- **TASK INSTRUCTIONS**
What lines in the listing include "false"? Return a copy of each.

━━━━━━

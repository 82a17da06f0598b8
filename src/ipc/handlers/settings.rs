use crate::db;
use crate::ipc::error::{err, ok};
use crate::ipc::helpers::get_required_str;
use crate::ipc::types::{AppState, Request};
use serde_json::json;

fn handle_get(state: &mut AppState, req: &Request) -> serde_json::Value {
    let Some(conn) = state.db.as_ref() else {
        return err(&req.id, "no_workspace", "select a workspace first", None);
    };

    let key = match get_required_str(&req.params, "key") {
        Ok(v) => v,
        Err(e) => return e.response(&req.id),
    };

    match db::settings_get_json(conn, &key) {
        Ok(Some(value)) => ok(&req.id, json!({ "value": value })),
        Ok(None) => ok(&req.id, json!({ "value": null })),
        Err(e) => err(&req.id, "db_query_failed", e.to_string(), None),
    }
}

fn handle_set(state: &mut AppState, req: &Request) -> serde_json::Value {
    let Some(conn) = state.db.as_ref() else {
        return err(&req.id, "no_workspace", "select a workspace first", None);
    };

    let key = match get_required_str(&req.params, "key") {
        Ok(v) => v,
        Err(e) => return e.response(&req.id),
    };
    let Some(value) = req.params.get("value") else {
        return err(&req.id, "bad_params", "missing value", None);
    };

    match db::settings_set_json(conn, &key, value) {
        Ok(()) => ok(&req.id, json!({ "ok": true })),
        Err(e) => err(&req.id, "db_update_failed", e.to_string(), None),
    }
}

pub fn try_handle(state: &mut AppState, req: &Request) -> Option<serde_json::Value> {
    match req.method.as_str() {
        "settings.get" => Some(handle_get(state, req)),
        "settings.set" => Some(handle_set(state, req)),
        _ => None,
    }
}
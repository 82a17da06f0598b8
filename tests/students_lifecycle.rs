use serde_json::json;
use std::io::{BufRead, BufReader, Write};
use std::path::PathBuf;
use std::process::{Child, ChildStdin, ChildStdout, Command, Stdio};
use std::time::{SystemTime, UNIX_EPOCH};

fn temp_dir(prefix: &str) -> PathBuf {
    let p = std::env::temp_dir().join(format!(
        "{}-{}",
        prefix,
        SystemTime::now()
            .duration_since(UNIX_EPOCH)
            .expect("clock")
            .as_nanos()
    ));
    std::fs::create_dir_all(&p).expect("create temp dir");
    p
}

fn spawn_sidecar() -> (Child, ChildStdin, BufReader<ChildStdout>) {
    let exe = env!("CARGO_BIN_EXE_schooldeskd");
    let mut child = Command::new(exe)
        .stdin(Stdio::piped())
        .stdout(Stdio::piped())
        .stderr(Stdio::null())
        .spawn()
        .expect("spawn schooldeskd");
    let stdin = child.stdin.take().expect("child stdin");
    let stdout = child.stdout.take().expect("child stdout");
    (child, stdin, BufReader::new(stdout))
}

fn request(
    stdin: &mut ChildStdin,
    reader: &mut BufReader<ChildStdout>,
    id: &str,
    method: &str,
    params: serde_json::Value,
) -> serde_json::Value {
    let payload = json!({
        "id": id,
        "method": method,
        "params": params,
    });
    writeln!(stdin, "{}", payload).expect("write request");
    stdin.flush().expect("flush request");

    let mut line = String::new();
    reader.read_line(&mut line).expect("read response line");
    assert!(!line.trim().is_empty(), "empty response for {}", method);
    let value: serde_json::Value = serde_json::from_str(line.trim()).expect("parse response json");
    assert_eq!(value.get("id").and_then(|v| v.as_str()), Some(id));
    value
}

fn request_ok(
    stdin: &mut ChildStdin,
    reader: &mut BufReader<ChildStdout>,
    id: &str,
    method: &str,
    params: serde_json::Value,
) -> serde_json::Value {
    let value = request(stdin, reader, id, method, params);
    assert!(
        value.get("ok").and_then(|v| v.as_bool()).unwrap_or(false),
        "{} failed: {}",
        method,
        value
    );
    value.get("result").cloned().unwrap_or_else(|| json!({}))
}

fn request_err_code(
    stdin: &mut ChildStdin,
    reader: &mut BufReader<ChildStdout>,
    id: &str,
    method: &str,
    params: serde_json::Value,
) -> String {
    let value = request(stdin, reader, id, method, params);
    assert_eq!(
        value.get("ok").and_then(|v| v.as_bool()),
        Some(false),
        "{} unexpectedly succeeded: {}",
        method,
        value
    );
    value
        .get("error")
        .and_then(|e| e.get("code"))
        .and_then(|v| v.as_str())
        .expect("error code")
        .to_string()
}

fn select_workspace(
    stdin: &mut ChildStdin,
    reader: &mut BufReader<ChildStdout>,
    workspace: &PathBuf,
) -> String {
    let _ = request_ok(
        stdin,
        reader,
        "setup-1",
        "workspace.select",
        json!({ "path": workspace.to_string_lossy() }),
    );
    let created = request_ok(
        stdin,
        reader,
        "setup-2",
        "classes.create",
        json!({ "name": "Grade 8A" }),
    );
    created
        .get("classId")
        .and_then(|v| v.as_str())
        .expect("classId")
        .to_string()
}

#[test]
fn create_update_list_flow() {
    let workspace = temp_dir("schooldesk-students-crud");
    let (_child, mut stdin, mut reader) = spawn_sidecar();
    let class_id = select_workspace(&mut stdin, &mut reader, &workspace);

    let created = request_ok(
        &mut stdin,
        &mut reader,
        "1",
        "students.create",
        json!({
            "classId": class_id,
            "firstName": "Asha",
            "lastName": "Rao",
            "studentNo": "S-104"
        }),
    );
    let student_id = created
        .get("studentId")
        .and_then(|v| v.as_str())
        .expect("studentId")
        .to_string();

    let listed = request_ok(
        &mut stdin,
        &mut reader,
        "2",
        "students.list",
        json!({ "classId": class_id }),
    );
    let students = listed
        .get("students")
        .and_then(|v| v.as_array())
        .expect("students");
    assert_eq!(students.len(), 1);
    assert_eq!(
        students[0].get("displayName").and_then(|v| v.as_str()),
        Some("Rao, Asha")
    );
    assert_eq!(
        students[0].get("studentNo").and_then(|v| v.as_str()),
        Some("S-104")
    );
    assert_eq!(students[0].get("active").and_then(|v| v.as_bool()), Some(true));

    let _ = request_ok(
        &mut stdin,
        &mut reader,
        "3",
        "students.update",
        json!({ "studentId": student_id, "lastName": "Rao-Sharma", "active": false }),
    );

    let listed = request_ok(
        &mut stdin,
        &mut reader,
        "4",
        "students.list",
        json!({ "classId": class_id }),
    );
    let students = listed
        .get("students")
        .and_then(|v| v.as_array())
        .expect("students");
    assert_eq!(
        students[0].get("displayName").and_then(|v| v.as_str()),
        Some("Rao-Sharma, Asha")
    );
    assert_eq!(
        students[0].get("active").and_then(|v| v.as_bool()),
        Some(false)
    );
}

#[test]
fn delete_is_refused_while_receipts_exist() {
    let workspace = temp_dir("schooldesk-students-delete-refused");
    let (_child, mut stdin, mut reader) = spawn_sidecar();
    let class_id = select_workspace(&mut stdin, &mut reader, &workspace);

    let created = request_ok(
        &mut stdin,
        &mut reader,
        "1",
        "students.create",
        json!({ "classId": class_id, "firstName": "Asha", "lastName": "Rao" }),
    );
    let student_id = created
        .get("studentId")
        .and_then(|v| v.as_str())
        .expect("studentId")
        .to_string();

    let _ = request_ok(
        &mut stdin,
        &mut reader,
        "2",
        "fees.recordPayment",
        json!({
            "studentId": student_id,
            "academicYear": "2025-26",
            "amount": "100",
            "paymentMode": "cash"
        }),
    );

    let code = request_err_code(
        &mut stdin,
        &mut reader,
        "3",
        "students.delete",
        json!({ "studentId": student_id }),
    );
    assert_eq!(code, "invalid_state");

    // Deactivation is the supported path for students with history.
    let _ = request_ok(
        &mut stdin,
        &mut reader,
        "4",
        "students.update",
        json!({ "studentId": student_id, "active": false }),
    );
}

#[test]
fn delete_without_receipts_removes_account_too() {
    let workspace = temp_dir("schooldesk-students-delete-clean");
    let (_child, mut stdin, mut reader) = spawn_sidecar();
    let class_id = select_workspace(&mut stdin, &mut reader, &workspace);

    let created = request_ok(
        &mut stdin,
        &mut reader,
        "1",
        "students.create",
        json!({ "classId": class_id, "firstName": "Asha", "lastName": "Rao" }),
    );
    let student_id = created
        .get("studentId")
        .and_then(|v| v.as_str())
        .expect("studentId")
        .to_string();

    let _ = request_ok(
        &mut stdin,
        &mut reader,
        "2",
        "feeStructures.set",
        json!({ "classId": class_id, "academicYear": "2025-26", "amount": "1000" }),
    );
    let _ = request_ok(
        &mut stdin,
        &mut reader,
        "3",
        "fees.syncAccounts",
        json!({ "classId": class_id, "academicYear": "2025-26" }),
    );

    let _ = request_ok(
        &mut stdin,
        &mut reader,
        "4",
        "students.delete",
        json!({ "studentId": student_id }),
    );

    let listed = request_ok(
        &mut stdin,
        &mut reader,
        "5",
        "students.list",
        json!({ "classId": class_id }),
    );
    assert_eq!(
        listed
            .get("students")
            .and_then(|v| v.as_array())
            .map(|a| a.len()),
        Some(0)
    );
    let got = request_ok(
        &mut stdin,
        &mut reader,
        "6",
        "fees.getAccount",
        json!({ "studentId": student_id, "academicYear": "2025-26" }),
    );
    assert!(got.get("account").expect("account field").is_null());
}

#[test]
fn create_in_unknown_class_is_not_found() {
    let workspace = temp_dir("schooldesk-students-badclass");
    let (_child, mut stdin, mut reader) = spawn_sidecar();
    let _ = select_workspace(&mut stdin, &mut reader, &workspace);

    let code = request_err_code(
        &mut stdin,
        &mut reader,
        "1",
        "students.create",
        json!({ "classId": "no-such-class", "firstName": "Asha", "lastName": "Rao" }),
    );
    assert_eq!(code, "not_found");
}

━━━━━━

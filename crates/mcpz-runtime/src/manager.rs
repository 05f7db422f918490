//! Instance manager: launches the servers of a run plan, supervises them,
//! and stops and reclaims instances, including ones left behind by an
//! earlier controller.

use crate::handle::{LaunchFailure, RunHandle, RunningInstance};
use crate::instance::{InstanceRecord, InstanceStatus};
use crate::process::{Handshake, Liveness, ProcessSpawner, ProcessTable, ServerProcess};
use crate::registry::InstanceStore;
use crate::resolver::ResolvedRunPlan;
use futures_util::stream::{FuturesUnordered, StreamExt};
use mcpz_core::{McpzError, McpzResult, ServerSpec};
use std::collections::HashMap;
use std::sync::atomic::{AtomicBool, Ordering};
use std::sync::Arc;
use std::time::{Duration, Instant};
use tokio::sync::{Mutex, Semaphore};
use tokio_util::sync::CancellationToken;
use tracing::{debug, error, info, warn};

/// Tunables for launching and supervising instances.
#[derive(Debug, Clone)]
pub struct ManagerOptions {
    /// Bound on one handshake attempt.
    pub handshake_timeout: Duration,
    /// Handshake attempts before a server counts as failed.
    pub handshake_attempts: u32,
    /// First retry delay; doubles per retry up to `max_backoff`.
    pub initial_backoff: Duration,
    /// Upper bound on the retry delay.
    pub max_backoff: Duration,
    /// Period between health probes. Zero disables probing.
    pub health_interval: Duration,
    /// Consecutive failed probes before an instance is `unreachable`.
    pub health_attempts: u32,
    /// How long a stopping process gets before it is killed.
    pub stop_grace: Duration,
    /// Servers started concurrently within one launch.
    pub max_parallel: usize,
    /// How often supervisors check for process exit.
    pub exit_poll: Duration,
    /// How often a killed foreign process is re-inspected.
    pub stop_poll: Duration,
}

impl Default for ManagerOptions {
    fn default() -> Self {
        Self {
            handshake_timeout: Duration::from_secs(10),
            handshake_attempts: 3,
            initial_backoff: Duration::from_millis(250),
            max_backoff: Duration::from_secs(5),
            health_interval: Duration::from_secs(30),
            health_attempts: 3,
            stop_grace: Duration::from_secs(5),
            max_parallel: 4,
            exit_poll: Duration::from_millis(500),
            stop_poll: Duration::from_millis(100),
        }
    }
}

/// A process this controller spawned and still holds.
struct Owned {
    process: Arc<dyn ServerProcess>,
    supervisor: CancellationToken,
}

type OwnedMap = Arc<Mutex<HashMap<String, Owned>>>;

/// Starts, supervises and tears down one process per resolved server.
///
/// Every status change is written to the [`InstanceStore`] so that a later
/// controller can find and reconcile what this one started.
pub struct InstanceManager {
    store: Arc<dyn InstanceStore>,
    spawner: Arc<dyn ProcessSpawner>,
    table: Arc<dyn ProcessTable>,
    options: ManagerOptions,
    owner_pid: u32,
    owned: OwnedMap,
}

━━━━━━

- **RESPONSE TO THE EXERCISE**
        value.get("ok").and_then(|v| v.as_bool()).unwrap_or(false),
        Some(false),
        json!({ "studentId": student_id, "lastName": "Rao-Sharma", "active": false }),
        Some(false)
        json!({ "studentId": student_id, "active": false }),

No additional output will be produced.